(Stored items from a collection)
※

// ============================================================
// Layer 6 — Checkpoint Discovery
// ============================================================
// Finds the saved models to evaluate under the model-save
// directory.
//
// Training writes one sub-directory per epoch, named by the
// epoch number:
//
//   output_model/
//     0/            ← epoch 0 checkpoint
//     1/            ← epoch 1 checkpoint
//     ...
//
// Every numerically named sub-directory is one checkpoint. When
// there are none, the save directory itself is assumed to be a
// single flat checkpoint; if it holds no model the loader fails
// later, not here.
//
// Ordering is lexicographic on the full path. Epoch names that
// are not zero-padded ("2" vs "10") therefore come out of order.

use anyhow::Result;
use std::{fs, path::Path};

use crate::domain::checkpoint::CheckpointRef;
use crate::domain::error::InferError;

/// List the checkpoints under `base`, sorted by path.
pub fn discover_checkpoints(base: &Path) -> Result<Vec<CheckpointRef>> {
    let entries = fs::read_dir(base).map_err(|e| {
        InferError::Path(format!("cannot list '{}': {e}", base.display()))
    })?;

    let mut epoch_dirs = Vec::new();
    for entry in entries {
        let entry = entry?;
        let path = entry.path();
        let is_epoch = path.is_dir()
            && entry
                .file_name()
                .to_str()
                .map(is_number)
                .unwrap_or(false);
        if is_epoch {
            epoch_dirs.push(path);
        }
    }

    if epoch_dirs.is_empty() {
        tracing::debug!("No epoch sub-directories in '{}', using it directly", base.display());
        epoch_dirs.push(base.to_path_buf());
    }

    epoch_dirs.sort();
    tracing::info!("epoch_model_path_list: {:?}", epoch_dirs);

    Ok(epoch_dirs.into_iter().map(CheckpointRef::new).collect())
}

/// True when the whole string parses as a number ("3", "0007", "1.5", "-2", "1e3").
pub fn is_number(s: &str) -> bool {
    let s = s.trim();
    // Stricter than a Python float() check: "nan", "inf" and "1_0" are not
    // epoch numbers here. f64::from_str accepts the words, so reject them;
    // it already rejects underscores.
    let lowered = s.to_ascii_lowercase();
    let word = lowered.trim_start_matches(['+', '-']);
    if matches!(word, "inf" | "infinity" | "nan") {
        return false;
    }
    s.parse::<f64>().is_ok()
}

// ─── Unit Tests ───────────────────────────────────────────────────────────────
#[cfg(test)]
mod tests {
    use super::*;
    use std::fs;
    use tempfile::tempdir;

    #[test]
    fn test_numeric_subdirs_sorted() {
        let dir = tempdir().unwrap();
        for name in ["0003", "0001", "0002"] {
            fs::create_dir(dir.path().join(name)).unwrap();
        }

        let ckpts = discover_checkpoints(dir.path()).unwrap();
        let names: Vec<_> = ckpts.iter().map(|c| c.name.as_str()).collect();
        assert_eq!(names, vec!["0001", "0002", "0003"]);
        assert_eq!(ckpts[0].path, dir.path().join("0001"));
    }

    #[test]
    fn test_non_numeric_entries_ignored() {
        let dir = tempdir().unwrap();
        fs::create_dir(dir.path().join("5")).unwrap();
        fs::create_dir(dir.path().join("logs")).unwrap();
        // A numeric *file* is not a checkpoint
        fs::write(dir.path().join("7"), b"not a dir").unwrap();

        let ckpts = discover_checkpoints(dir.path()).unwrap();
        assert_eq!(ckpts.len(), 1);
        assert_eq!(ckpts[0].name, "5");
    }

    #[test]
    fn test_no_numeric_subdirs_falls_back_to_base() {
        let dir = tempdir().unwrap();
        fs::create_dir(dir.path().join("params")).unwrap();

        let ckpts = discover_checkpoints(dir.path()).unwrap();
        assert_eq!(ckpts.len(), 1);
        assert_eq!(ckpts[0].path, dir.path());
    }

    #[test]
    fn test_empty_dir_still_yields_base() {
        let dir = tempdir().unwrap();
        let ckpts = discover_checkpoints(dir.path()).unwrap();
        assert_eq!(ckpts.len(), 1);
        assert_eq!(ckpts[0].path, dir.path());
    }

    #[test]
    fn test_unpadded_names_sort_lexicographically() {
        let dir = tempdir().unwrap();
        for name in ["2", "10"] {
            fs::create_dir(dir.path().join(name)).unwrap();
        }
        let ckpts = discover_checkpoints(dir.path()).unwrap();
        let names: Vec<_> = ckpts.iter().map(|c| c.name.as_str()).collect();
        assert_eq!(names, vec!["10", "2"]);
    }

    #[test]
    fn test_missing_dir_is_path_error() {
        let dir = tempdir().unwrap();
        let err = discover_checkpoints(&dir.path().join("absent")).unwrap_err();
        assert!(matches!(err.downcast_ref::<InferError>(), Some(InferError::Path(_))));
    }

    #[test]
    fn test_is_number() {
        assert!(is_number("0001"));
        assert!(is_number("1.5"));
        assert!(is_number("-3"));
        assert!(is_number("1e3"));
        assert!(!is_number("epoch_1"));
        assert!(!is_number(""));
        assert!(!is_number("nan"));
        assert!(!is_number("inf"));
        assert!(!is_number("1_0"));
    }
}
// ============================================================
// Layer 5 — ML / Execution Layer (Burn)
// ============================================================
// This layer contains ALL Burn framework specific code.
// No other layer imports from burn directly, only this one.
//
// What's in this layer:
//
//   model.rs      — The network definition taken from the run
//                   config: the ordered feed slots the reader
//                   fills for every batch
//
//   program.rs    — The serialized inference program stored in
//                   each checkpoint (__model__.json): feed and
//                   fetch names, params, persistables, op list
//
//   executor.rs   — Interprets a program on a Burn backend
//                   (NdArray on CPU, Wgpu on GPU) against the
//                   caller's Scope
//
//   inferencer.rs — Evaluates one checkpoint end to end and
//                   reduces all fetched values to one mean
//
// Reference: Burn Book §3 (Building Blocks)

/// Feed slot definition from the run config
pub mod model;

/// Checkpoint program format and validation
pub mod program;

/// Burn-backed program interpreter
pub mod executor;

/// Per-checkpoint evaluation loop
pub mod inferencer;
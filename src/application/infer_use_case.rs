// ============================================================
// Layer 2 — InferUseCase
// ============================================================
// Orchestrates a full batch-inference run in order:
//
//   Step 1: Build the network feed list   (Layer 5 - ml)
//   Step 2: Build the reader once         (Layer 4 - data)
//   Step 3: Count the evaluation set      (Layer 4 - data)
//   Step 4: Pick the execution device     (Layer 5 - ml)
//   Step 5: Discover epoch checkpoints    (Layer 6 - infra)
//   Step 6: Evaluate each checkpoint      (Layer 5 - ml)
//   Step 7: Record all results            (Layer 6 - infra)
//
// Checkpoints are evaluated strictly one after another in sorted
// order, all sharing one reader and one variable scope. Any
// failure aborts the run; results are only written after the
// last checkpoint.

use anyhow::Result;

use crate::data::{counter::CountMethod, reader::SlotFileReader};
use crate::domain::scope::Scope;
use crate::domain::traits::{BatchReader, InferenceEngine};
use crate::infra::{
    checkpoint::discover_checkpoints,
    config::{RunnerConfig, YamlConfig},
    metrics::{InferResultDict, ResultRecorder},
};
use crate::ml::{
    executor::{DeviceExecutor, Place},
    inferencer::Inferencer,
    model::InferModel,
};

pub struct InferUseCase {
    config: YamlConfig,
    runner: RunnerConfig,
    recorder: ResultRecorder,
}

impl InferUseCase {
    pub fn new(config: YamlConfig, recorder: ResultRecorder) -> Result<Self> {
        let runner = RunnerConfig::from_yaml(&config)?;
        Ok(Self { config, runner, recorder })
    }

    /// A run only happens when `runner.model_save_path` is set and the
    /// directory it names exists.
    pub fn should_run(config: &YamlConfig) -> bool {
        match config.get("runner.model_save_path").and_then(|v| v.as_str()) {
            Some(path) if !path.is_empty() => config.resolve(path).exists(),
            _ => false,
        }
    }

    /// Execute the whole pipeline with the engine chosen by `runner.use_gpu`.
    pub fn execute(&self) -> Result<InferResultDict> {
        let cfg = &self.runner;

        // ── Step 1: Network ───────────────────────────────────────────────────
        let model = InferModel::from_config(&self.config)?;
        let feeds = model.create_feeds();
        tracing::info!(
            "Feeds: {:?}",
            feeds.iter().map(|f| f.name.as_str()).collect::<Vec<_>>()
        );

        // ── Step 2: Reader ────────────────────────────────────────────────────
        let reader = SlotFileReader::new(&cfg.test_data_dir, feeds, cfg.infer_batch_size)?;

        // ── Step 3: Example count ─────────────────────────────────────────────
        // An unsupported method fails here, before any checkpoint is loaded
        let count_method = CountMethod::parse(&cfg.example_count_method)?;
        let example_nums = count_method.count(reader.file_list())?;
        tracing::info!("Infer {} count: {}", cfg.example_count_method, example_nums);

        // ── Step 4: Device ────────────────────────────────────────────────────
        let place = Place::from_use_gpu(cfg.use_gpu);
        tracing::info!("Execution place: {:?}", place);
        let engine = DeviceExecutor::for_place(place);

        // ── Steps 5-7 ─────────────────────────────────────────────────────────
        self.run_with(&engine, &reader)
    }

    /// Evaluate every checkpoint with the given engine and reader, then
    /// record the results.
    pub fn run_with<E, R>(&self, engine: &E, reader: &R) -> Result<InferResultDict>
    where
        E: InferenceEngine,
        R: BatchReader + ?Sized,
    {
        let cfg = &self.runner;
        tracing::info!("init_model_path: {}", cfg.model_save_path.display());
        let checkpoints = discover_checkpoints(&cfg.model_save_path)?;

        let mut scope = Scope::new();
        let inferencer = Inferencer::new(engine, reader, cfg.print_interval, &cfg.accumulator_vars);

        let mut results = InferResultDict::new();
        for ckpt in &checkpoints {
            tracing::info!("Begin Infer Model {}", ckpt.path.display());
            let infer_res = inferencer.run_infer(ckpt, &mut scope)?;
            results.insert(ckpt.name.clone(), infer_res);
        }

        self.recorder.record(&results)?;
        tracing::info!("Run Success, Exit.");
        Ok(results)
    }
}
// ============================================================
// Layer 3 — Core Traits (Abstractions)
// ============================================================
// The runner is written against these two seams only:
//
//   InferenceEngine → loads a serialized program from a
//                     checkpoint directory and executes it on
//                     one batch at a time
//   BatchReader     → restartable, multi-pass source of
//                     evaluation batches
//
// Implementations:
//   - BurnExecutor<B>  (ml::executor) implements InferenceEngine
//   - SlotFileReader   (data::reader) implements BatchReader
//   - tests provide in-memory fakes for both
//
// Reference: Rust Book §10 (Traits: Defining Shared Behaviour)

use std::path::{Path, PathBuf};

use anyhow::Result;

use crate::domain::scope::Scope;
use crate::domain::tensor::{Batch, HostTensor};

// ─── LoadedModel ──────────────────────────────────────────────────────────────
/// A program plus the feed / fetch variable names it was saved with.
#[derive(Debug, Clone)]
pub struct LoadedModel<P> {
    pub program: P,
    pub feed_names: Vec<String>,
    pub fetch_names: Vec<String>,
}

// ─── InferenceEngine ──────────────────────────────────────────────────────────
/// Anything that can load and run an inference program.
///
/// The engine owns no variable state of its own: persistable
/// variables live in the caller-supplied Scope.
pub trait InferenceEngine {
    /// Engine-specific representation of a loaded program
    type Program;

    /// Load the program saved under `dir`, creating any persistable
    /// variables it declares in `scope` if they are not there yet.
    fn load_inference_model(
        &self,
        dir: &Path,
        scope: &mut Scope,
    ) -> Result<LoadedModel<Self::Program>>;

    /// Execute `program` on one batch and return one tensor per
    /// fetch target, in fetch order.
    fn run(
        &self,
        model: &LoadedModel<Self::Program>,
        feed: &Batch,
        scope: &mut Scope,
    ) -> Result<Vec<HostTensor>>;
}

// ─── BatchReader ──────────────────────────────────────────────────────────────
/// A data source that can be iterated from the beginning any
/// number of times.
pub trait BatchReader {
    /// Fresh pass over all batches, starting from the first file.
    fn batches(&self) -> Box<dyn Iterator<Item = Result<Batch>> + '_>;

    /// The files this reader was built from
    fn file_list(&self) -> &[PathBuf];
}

※

- _Goal of the exercise_: Show a copy of each line from the data that includes the word "infra".

- _Response to this task_:
//   Step 5: Discover epoch checkpoints    (Layer 6 - infra)
//   Step 7: Record all results            (Layer 6 - infra)
use crate::infra::{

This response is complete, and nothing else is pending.